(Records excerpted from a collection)
########################################

// src/config.rs
//! Configuration management

use crate::{
    error::{Result, TimeSyncError},
    gps::decoder::DEFAULT_REFERENCE_YEAR,
    sync::AcquisitionConfig,
};
use serde::{Deserialize, Serialize};
use std::{fmt, str::FromStr, time::Duration};

/// Whether a network time source is considered authoritative
#[derive(Debug, Clone, Copy, PartialEq, Eq, Serialize, Deserialize)]
#[serde(rename_all = "lowercase")]
pub enum NetworkTimeMode {
    Enabled,
    Disabled,
    /// Ask systemd-timesyncd on every fix
    Detect,
}

impl FromStr for NetworkTimeMode {
    type Err = TimeSyncError;

    fn from_str(s: &str) -> Result<Self> {
        match s {
            "enabled" => Ok(NetworkTimeMode::Enabled),
            "disabled" => Ok(NetworkTimeMode::Disabled),
            "detect" => Ok(NetworkTimeMode::Detect),
            other => Err(TimeSyncError::Config(format!(
                "Unknown network time mode '{}', expected enabled, disabled or detect",
                other
            ))),
        }
    }
}

impl fmt::Display for NetworkTimeMode {
    fn fmt(&self, f: &mut fmt::Formatter<'_>) -> fmt::Result {
        match self {
            NetworkTimeMode::Enabled => write!(f, "enabled"),
            NetworkTimeMode::Disabled => write!(f, "disabled"),
            NetworkTimeMode::Detect => write!(f, "detect"),
        }
    }
}

#[derive(Debug, Clone, Serialize, Deserialize)]
#[serde(default)]
pub struct TimeSyncConfig {
    pub source_type: String, // "serial", "gpsd"
    pub serial_port: Option<String>,
    pub serial_baudrate: Option<u32>,
    pub gpsd_host: Option<String>,
    pub gpsd_port: Option<u16>,
    pub retry_delay_secs: u64,
    pub fix_interval_secs: u64,
    pub reference_year: i32,
    pub auto_time: bool,
    pub auto_time_zone: bool,
    pub network_time: NetworkTimeMode,
    pub dry_run: bool,
}

impl Default for TimeSyncConfig {
    fn default() -> Self {
        Self {
            source_type: "gpsd".to_string(),
            serial_port: None,
            serial_baudrate: Some(9600),
            gpsd_host: Some("localhost".to_string()),
            gpsd_port: Some(2947),
            retry_delay_secs: 10,
            fix_interval_secs: 10,
            reference_year: DEFAULT_REFERENCE_YEAR,
            auto_time: true,
            auto_time_zone: true,
            network_time: NetworkTimeMode::Detect,
            dry_run: false,
        }
    }
}

impl TimeSyncConfig {
    /// Load configuration from the config file, falling back to defaults
    pub fn load() -> Result<Self> {
        let config_path = Self::get_config_path()?;

        if !config_path.exists() {
            return Ok(Self::default());
        }

        let contents = std::fs::read_to_string(&config_path)
            .map_err(|e| TimeSyncError::Config(format!("Failed to read config file: {}", e)))?;

        Self::from_json(&contents)
    }

    /// Save configuration to the config file
    pub fn save(&self) -> Result<()> {
        let config_path = Self::get_config_path()?;

        // Create config directory if it doesn't exist
        if let Some(parent) = config_path.parent() {
            std::fs::create_dir_all(parent)
                .map_err(|e| TimeSyncError::Config(format!("Failed to create config directory: {}", e)))?;
        }

        let contents = serde_json::to_string_pretty(self)
            .map_err(|e| TimeSyncError::Config(format!("Failed to serialize config: {}", e)))?;

        std::fs::write(&config_path, contents)
            .map_err(|e| TimeSyncError::Config(format!("Failed to write config file: {}", e)))?;

        Ok(())
    }

    pub fn from_json(contents: &str) -> Result<Self> {
        serde_json::from_str(contents)
            .map_err(|e| TimeSyncError::Config(format!("Failed to parse config file: {}", e)))
    }

    /// Config file path: `$HOME/.config/gps-timesync/config.json`
    pub fn get_config_path() -> Result<std::path::PathBuf> {
        use std::path::PathBuf;

        let home = std::env::var("HOME")
            .map_err(|_| TimeSyncError::Config("HOME environment variable not set".to_string()))?;

        Ok(PathBuf::from(home).join(".config").join("gps-timesync").join("config.json"))
    }

    /// Update serial port settings
    pub fn update_serial(&mut self, port: String, baudrate: u32) {
        self.source_type = "serial".to_string();
        self.serial_port = Some(port);
        self.serial_baudrate = Some(baudrate);
    }

    /// Update gpsd settings
    pub fn update_gpsd(&mut self, host: String, port: u16) {
        self.source_type = "gpsd".to_string();
        self.gpsd_host = Some(host);
        self.gpsd_port = Some(port);
    }

    pub fn retry_delay(&self) -> Duration {
        Duration::from_secs(self.retry_delay_secs)
    }

    pub fn fix_interval(&self) -> Duration {
        Duration::from_secs(self.fix_interval_secs)
    }

    /// Settings the acquisition controller runs with
    pub fn acquisition(&self) -> AcquisitionConfig {
        AcquisitionConfig {
            retry_delay: self.retry_delay(),
            reference_year: self.reference_year,
        }
    }
}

########################################

--- Task ---
Every line from the one containing "controller runs with" to the end of the entries must be set down exactly, with none omitted and none added.

--- Result of this exercise ---
    /// Settings the acquisition controller runs with
    pub fn acquisition(&self) -> AcquisitionConfig {
        AcquisitionConfig {
            retry_delay: self.retry_delay(),
            reference_year: self.reference_year,
        }
    }
}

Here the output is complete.